How do I evaluate the Complex Integral $(z^n)/(e^z - 1)$ using residue theory?

Question

The integral I want to evaluate is the integral of $\displaystyle\frac{z^n}{e^z-1}$ over the circle $|z| = 3 \pi $. I was thinking of using Cauchy's Residue Theorem, but then I got stuck on evaluating the residues at $z=0$, because I couldn't figure out how to change the form into one where I could find a Laurent series.

Answer 1

OK, this is an attempt to rewrite my answer without mentioning L'Hôpital or Riemann, as requested.

The integrand $f(z) = \frac{z^n}{\mathrm e^z-1}$ is the quotient of two holomorphic functions, each of which we can write as a power series at any point $z_0$. For $z_0=0$, this yields

$$f(z)=\frac{z^n}{\left(\sum_{k=0}^\infty z^k/k!\right)-1}=\frac{z^n}{\sum_{k=1}^\infty z^k/k!}=\frac{z^n}{z\sum_{k=1}^\infty z^{k-1}/k!}=\frac{z^n}{z\left(1+\sum_{k=2}^\infty z^{k-1}/k!\right)}\;.$$

If $n$ is a positive integer, we can cancel one factor $z$ to obtain

$$f(z)=\frac{z^{n-1}}{1+\sum_{k=2}^\infty z^{k-1}/k!}\;.$$

The denominator doesn't go to zero as $z\to0$, and thus there is no pole at $z=0$.

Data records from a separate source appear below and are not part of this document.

use std::path::{Path, PathBuf};

use async_trait::async_trait;
use tracing::debug;
use uuid::Uuid;

use repairdesk_core::ports::{FileStore, PortError, StoredFile, UploadFile};

/// Writes uploads under a local directory and returns `file://` URLs.
///
/// Every upload gets a fresh name, so storing the same file twice yields two copies.
pub struct LocalFileStore {
    root: PathBuf,
}

impl LocalFileStore {
    pub fn new(root: impl Into<PathBuf>) -> Self {
        Self { root: root.into() }
    }

    pub fn root(&self) -> &Path {
        &self.root
    }
}

#[async_trait]
impl FileStore for LocalFileStore {
    async fn upload(&self, file: UploadFile) -> Result<StoredFile, PortError> {
        tokio::fs::create_dir_all(&self.root).await.map_err(|error| {
            PortError::Storage(format!("create {}: {error}", self.root.display()))
        })?;

        let name = format!("{}-{}", Uuid::new_v4(), sanitize_filename(&file.filename));
        let path = self.root.join(&name);
        tokio::fs::write(&path, &file.bytes)
            .await
            .map_err(|error| PortError::Storage(format!("write {}: {error}", path.display())))?;

        let absolute = tokio::fs::canonicalize(&path).await.unwrap_or(path);
        debug!(
            event_name = "storage.file.written",
            path = %absolute.display(),
            mime = %file.mime,
            bytes = file.bytes.len(),
            "upload stored"
        );
        Ok(StoredFile { url: format!("file://{}", absolute.display()) })
    }
}

fn sanitize_filename(filename: &str) -> String {
    let cleaned: String = filename
        .chars()
        .map(|ch| if ch.is_ascii_alphanumeric() || matches!(ch, '.' | '-' | '_') { ch } else { '_' })
        .collect();
    let cleaned = cleaned.trim_start_matches('.');
    if cleaned.is_empty() {
        "upload".to_string()
    } else {
        cleaned.to_string()
    }
}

On the other hand, if $n=0$, we have

$$f(z)=\frac{1}{z\left(1+\sum_{k=2}^\infty z^{k-1}/k!\right)}\;.$$

Thus we can determine

$$\lim_{z\to0}zf(z) = \lim_{z\to0}\frac{1}{\left(1+\sum_{k=2}^\infty z^{k-1}/k!\right)}=1\;,$$

and this is the residue of $f$ at $z=0$.

The residues at $z=\pm2\pi\mathrm i$ can be determined similarly using $\mathrm e^{z}=\mathrm e^{z\mp2\pi\mathrm i}$.